PROBLEM STATEMENT:
Among the lines below, restate word for word only those from the line with "filename crates/syncbox-core/src/ports/remote_store.rs" through the line with "whether to retry.", with both end lines kept.

PROVIDED ENTRIES:
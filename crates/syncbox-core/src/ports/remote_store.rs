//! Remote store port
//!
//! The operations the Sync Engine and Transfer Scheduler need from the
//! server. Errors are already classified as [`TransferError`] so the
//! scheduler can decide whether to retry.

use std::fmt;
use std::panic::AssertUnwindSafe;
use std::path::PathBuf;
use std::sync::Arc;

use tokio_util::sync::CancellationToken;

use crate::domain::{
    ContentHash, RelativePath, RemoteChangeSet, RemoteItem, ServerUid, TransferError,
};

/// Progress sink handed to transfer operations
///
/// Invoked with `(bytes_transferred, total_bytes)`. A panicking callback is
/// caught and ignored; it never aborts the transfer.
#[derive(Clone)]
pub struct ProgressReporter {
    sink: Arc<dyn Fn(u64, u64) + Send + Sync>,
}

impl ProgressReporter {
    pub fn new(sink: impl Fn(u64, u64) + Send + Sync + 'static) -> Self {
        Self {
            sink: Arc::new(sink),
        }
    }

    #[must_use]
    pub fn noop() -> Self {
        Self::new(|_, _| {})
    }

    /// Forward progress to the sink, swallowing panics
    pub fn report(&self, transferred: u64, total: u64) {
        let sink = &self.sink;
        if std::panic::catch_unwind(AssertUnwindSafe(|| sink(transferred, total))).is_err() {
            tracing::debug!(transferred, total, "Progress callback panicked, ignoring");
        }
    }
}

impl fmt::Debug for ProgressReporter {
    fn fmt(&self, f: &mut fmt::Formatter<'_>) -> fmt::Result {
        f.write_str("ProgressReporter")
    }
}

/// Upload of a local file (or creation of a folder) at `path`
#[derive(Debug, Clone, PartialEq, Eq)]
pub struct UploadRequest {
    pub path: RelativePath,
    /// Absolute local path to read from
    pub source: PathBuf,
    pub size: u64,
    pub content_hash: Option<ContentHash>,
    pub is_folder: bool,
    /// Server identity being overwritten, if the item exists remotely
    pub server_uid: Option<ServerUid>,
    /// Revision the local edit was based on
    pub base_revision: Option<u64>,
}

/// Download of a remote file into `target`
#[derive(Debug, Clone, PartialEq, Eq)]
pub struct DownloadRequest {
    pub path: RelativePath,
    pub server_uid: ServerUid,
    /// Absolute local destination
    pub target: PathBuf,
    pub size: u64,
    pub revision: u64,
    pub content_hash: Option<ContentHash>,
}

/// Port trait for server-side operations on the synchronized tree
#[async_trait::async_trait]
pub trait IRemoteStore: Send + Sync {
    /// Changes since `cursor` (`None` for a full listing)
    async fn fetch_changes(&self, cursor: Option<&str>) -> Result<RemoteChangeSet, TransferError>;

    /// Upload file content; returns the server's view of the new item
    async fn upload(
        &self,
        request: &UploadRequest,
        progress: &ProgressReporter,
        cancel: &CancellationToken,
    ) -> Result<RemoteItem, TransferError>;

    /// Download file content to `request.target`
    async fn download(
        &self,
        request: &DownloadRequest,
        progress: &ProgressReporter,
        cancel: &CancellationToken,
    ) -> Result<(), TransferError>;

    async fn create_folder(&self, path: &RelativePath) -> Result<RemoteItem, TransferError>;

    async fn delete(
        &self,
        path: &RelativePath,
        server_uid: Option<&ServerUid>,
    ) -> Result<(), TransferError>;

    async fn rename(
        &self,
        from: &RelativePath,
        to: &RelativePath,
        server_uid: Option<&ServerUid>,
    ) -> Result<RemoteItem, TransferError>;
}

* * *

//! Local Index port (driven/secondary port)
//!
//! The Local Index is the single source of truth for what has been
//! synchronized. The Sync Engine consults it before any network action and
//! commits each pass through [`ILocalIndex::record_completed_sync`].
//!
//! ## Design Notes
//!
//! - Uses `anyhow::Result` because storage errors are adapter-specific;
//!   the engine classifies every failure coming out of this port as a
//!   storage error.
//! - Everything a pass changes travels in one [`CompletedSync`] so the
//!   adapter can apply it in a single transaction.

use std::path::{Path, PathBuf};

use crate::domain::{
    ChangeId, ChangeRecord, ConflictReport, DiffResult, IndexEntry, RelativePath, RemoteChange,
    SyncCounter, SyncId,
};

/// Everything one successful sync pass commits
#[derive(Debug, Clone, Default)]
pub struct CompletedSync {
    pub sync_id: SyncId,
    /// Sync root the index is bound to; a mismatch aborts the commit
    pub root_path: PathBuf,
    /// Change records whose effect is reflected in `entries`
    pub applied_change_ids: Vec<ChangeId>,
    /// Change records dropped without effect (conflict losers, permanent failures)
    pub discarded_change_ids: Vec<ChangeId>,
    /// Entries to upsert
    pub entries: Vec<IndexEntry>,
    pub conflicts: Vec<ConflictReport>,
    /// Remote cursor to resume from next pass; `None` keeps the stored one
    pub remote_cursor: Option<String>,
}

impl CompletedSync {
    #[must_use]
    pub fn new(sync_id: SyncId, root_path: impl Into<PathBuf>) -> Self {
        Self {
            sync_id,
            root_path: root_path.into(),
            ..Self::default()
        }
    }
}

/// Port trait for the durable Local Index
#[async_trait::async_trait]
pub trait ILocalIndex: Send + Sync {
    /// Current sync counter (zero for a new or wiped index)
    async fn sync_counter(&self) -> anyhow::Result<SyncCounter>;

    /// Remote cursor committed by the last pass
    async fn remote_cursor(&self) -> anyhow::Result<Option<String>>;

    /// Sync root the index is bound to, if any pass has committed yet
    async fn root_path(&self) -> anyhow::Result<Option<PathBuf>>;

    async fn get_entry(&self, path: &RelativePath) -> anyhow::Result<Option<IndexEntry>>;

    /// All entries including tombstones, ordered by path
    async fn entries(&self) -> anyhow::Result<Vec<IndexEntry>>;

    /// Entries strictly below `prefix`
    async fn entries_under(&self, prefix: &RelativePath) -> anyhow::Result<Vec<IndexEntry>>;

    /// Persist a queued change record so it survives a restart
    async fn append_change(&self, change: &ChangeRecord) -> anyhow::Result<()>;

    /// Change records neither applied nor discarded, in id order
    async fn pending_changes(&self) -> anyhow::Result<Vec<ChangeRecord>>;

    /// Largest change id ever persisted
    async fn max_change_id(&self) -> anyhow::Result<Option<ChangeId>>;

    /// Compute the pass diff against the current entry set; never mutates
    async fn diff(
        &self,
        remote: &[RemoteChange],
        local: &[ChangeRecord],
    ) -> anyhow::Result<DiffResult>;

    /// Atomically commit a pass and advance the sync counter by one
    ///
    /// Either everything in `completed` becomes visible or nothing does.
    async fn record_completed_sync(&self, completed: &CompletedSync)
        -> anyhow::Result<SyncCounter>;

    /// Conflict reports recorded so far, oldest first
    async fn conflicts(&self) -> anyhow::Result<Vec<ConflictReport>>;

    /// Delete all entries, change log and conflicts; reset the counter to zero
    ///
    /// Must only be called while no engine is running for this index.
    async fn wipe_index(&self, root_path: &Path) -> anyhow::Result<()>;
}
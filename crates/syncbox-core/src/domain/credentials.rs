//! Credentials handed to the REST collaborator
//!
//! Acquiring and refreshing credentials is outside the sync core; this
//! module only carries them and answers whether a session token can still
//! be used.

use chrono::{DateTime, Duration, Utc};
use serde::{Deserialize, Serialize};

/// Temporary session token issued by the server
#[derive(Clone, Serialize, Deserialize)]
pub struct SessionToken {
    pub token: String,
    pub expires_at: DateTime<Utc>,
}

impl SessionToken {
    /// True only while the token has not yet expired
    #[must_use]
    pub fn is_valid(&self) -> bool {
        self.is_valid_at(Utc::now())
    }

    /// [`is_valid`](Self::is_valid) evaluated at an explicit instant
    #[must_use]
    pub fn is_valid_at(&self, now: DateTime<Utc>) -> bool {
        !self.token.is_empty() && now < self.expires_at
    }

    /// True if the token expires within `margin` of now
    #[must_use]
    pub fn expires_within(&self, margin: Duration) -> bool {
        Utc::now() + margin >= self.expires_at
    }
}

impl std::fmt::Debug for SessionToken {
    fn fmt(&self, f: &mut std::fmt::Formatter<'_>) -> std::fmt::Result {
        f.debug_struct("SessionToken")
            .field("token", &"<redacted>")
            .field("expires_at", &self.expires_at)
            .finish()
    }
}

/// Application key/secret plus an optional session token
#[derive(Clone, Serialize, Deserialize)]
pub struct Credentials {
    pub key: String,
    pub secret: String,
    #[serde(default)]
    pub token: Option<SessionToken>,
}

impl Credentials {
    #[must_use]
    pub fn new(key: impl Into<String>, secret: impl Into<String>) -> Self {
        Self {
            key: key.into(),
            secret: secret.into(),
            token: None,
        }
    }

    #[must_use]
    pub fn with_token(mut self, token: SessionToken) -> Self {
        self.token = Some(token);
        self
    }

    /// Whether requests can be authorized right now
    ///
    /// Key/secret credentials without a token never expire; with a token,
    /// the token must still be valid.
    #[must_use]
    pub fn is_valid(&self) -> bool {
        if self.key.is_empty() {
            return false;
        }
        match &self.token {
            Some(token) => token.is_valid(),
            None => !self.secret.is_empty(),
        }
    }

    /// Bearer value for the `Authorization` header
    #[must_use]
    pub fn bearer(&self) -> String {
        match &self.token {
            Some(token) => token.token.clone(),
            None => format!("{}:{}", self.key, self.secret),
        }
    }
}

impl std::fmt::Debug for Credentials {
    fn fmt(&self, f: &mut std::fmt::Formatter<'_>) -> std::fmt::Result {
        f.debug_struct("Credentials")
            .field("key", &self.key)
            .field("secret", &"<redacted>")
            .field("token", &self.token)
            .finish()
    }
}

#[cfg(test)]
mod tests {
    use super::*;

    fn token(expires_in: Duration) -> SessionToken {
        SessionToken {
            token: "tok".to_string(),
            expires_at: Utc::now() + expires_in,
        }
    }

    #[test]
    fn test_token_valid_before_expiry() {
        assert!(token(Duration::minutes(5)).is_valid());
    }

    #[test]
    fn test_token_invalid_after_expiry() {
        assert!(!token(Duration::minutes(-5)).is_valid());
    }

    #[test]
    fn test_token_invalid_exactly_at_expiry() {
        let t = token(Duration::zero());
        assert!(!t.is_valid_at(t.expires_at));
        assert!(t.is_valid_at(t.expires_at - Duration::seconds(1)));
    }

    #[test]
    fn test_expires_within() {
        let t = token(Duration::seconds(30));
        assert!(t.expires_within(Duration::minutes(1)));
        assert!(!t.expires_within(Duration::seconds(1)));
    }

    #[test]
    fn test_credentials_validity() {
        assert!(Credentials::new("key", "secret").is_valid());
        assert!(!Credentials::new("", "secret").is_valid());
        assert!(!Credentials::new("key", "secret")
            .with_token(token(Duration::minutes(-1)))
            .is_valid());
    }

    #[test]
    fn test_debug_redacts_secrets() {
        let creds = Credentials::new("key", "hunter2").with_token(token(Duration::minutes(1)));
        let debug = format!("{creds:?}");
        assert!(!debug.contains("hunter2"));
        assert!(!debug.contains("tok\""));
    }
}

RESULT OF THE EXERCISE:
filename crates/syncbox-core/src/ports/remote_store.rs
//! Remote store port
//!
//! The operations the Sync Engine and Transfer Scheduler need from the
//! server. Errors are already classified as [`TransferError`] so the
//! scheduler can decide whether to retry.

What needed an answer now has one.